TAVI
TAVI (transcatheter AoV implantation) (JAMA 2021;325:2480; Circ 2021;143:e72)
- Valves: balloon-expandable or self-expanding.
- Most commonly deployed retrograde via perc. transfemoral access (best outcomes)
- Peri- & postprocedural complic.: CHB ~15% at 30d, more common if preexisting RBBB (JACC 2020;76:2391); annular rupture or coronary occlusion (both rare); stroke; local vascular; paravalvular leaks
- Postprocedural antithrombotic Rx: ASA 75–100 mg/d superior to DAPT (NEJM 2020;383:1447).
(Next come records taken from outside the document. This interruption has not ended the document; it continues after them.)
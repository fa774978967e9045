mod display;

use std::net::IpAddr;
use std::path::PathBuf;
use std::sync::Arc;
use std::time::Duration;

use anyhow::{Context, bail};
use clap::{Parser, Subcommand};
use lexcache_core::config::{DEFAULT_DATABASE, DEFAULT_PORT, DEFAULT_PROXY_BASE};
use lexcache_core::{Config, PLANALTO_ORIGIN, load_sources};
use lexcache_store::{DuckStore, StoreError};
use lexcache_sync::{ProxyFetcher, Scheduler};
use tracing::info;

const MAX_INTERVAL_HOURS: u64 = 24 * 366;

#[derive(Parser)]
#[command(name = "lexcache", version, about = "Scrapes and caches Brazilian federal legal texts")]
struct Cli {
    /// DuckDB file holding the law history.
    #[arg(long, env = "LEXCACHE_DATABASE", default_value = DEFAULT_DATABASE, global = true)]
    database: PathBuf,

    /// JSON file replacing the built-in source list: `[{"type": "...", "url": "..."}]`.
    #[arg(long, global = true)]
    sources: Option<PathBuf>,

    #[command(subcommand)]
    command: Command,
}

#[derive(Subcommand)]
enum Command {
    /// Refresh on a schedule and serve `GET /laws/:law_type`.
    Serve {
        #[arg(long, env = "PORT", default_value_t = DEFAULT_PORT)]
        port: u16,
        #[arg(long, default_value = "0.0.0.0")]
        host: IpAddr,
        /// Content proxy endpoint; the page URL is passed as `?url=`.
        #[arg(long, default_value = DEFAULT_PROXY_BASE)]
        proxy: String,
        /// Prefix for root-relative stylesheet links.
        #[arg(long, default_value = PLANALTO_ORIGIN)]
        origin: String,
        /// Hours between refresh cycles, at most one year.
        #[arg(long, default_value_t = 24, value_parser = clap::value_parser!(u64).range(1..=MAX_INTERVAL_HOURS))]
        interval_hours: u64,
    },
    /// Run a single update cycle and exit.
    Refresh {
        #[arg(long, default_value = DEFAULT_PROXY_BASE)]
        proxy: String,
        #[arg(long, default_value = PLANALTO_ORIGIN)]
        origin: String,
    },
    /// Print the latest cached version of a law.
    Show { law_type: String },
    /// List stored versions of a law, newest first.
    History { law_type: String },
    /// List the tracked sources.
    Sources,
}

#[tokio::main]
async fn main() -> anyhow::Result<()> {
    // Logs go to stderr so `show` output can be piped.
    tracing_subscriber::fmt().with_writer(std::io::stderr).init();

    let cli = Cli::parse();
    let mut config = Config {
        database: cli.database,
        ..Config::default()
    };
    if let Some(path) = &cli.sources {
        config.sources = load_sources(path)?;
    }

    match cli.command {
        Command::Serve {
            port,
            host,
            proxy,
            origin,
            interval_hours,
        } => {
            config.port = port;
            config.host = host;
            config.proxy_base = proxy;
            config.origin = origin;
            config.refresh_interval = Duration::from_secs(interval_hours * 60 * 60);
            serve(config).await
        }
        Command::Refresh { proxy, origin } => {
            config.proxy_base = proxy;
            config.origin = origin;
            refresh(config).await
        }
        Command::Show { law_type } => {
            let store = open_store(&config)?;
            match store.latest(&law_type) {
                Ok(content) => {
                    println!("{}", html_escape::decode_html_entities(&content));
                    Ok(())
                }
                Err(StoreError::NotFound(_)) => bail!("document not found: {law_type}"),
                Err(e) => Err(e.into()),
            }
        }
        Command::History { law_type } => {
            let store = open_store(&config)?;
            let versions = store.history(&law_type)?;
            print!("{}", display::history_table(&law_type, &versions));
            Ok(())
        }
        Command::Sources => {
            print!("{}", display::sources_table(&config.sources));
            Ok(())
        }
    }
}

fn open_store(config: &Config) -> anyhow::Result<DuckStore> {
    DuckStore::open_persistent(&config.database)
        .with_context(|| format!("opening {}", config.database.display()))
}

async fn serve(config: Config) -> anyhow::Result<()> {
    info!("lexcache v{}", env!("CARGO_PKG_VERSION"));
    let store = Arc::new(open_store(&config)?);

    let addr = config.listen_addr();
    let listener = tokio::net::TcpListener::bind(addr)
        .await
        .with_context(|| format!("binding {addr}"))?;

    let scheduler = Scheduler::new(
        ProxyFetcher::new(config.proxy_base.clone()),
        Arc::clone(&store),
        &config,
    );
    info!(
        sources = scheduler.sources().len(),
        interval_secs = config.refresh_interval.as_secs(),
        "scheduler started"
    );
    tokio::spawn(async move { scheduler.run().await });

    lexcache_api::serve(listener, store).await?;
    Ok(())
}

async fn refresh(config: Config) -> anyhow::Result<()> {
    let store = Arc::new(open_store(&config)?);
    let scheduler = Scheduler::new(
        ProxyFetcher::new(config.proxy_base.clone()),
        store,
        &config,
    );
    let report = scheduler.run_cycle().await;
    print!("{}", display::cycle_summary(&report));
    if report.all_failed() {
        bail!("every source failed to update");
    }
    Ok(())
}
In Pts with indication for OAC: OAC alone superior to OAC + P2Y12 (NEJM 2020;382:1696; Circ 2021;143:e72); apixaban & edoxaban appear comparable to warfarin (ATLANTIS, ACC 2021; NEJM 2021;385:2150)
- Outcomes w/ TAVI: In nonoperative Pts (ie, vs. med Rx): ↓ mortality but still ~72% 5 y mortality in TAVI reflective of comorbidities (NEJM 2012;366:1696; Lancet 2015;385:2485). TAVI noninferior to SAVR in terms of risk of death or disabling stroke for high, intermediate, and low surgical risk Pts (NEJM 2014;370:1790; 2020;382:799; 2019;380:1695 & 2019;380:1706; JACC 2021;77:1149).